Dear Terrie, please do not hesitate to e-mail to Anne-Lise your telephone number if necessary for ample informations. However, I am sure you will have a come back to your request from Anne-Lise very shortly. Kind and Warm regards, Henry Cremona
Wow, Terrie, this is amazing! Well done! And I can only imagine how the scent must smell. 🙂
I know it's more than a year later but I just read this now after revisiting my sample of Interlude Man and wanted to say: that is absolutely the best description of it that I have ever read, and one of the best descriptions of how perfume evokes imaginary places with real-world ingredients and references.

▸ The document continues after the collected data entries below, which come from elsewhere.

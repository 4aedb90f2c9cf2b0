use std::sync::Arc;

use tokio::runtime::Handle;

use crate::api::TravelItem;
use crate::domain::BookmarkUseCase;
use crate::presentation::{Observable, ViewModelScope};

/// The sheet that lists everything and lets the user bookmark an entry.
pub struct AddBookmarkViewModel {
    use_case: Arc<BookmarkUseCase>,
    scope: ViewModelScope,
    all_data_list: Observable<Vec<TravelItem>>,
    update_status: Observable<TravelItem>,
}

impl AddBookmarkViewModel {
    pub fn new(use_case: Arc<BookmarkUseCase>, runtime: Handle) -> Self {
        let vm = Self {
            use_case,
            scope: ViewModelScope::new(runtime),
            all_data_list: Observable::new(),
            update_status: Observable::new(),
        };
        vm.refresh();
        vm
    }

    pub fn refresh(&self) {
        let uc = Arc::clone(&self.use_case);
        self.scope
            .launch_fetch(&self.all_data_list, async move { uc.get_all_list().await });
    }

    /// Sets `isBookmark` for `id`. `update_status` goes Loading → Success;
    /// an empty id leaves it untouched.
    pub fn update_data(&self, id: &str, is_bookmark: bool) {
        let uc = Arc::clone(&self.use_case);
        let owned_id = id.to_string();
        self.scope.launch_update(&self.update_status, id, move |_| async move {
            uc.update_data(&owned_id, is_bookmark).await;
        });
    }

    pub fn all_data_list(&self) -> Observable<Vec<TravelItem>> {
        self.all_data_list.clone()
    }

    pub fn update_status(&self) -> Observable<TravelItem> {
        self.update_status.clone()
    }
}

#[cfg(test)]
mod tests {
    use super::*;
    use crate::core::resource::Resource;
    use crate::test_support::{FakeTravelRepository, Reply, item};
    use std::time::Duration;
    use tokio::sync::Semaphore;

    fn view_model(repo: &Arc<FakeTravelRepository>) -> AddBookmarkViewModel {
        AddBookmarkViewModel::new(
            Arc::new(BookmarkUseCase::new(repo.clone())),
            Handle::current(),
        )
    }

    #[tokio::test]
    async fn test_all_data_list_success() {
        let repo = Arc::new(FakeTravelRepository::returning(vec![item("1", false)]));
        let vm = view_model(&repo);

        assert_eq!(
            vm.all_data_list().settled().await,
            Some(Resource::success(vec![item("1", false)]))
        );
    }

    #[tokio::test]
    async fn test_all_data_list_null_body() {
        let repo = Arc::new(FakeTravelRepository::with_lists(vec![Reply::NoBody]));
        let vm = view_model(&repo);

        let settled = vm.all_data_list().settled().await.unwrap();
        assert!(settled.is_error());
        assert_eq!(settled.message(), Some("No Data"));
    }

    #[tokio::test]
    async fn test_update_goes_loading_then_success() {
        let gate = Arc::new(Semaphore::new(0));
        let repo = Arc::new(FakeTravelRepository::returning(vec![]).gated_updates(gate.clone()));
        let vm = view_model(&repo);
        let status = vm.update_status();

        vm.update_data("1", true);
        assert_eq!(status.current(), Some(Resource::loading(None)));

        gate.add_permits(1);
        assert_eq!(status.settled().await, Some(Resource::success_empty()));
        assert_eq!(repo.updates(), vec![("1".to_string(), true)]);
    }

    #[tokio::test]
    async fn test_update_with_failing_collaborator_still_succeeds() {
        let repo = Arc::new(FakeTravelRepository::returning(vec![]).update_reply(Reply::Status(500)));
        let vm = view_model(&repo);

        vm.update_data("1", true);
        assert_eq!(vm.update_status().settled().await, Some(Resource::success_empty()));
    }

    #[tokio::test]
    async fn test_empty_id_produces_no_transition() {
        let repo = Arc::new(FakeTravelRepository::returning(vec![]));
        let vm = view_model(&repo);

        vm.update_data("", true);
        tokio::time::sleep(Duration::from_millis(20)).await;

        assert!(vm.update_status().current().is_none());
        assert!(repo.updates().is_empty());
    }

    #[tokio::test]
    async fn test_stale_response_does_not_overwrite_newer_one() {
        let repo = Arc::new(FakeTravelRepository::with_lists(vec![
            Reply::Delayed(
                Duration::from_millis(150),
                Box::new(Reply::Body(vec![item("old", false)])),
            ),
            Reply::Body(vec![item("new", false)]),
        ]));
        let vm = view_model(&repo);
        vm.refresh();

        let fresh = Some(Resource::success(vec![item("new", false)]));
        assert_eq!(vm.all_data_list().settled().await, fresh);

        // Let the slow first request finish; its answer must be dropped
        tokio::time::sleep(Duration::from_millis(250)).await;
        assert_eq!(vm.all_data_list().current(), fresh);
    }

    #[tokio::test]
    async fn test_dropped_view_model_never_publishes() {
        let repo = Arc::new(FakeTravelRepository::with_lists(vec![Reply::Delayed(
            Duration::from_millis(50),
            Box::new(Reply::Body(vec![item("1", false)])),
        )]));
        let vm = view_model(&repo);
        let stream = vm.all_data_list();

        drop(vm);
        tokio::time::sleep(Duration::from_millis(100)).await;
        assert!(stream.current().is_none());
    }
}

Thank you for your writing!
Gosh, Mim, thank you so much. I'm touched. And yes, isn't Interlude wonderful?
Not for European nose… For me smell disgusting, like old fungal dump carpet never dusted in basement. Even worse now: Whole central London starts stink with this sh…t. Strange people who like it. If you like it- its the same if you say for example: "camel urine smell lovely", or: i like smell of goat sh..t
Franco, thanks for your comment. Yes, I'd agree that oud has a strong urinous aspect, but to my nose, it also presents many other facets which make it supremely interesting and compelling.
Now there's a diplomatic reply. I was just in London and remarked on the remarkable, wafting oudhy attars in the air. Divine. I'll take it over Calvin Klein et al. any day.
Melissa, I really love it too!
Fantastic read! Thank you so much for linking me here! ♡
No, thank YOU for reading 🙂
Great post. Have tried some in your post but as you aptly said nothing gets even close to the real Oud. The aged Oud Indian Oud oil by Abdul Samad al Quraishi is what all Oud lovers should have in their repertoire. It can now be sourced through their website and they ship directly to the UK. You do end up paying an import duty and VAT but hey better than flying all the way to buy it right? Abdul Samad al Quraishi also have a store in Central London. Oh and you may want to add “Woody” by Arabia Oud which i think is one of the best representations of the real Oud.
Avais, thanks for all these tips.
Ok… Is this an invitation to collect them one by one 😀 ohh… I want them all
Absolutely 😀
Enjoy them! And thanks for reading.
[…] Finally, here’s a link to a post on some of my favourite oud perfumes: best oud perfumes guide. […]
Being a person from Middle East i was quick to spot your review of Oud perfumes and just landed on the article straight. Have not seen much article like this about Oud. Also liked to read my favorite Amouage also you have selected for this review. Thanks for this write up
Thanks very much for reading. I’m glad your favourite is here.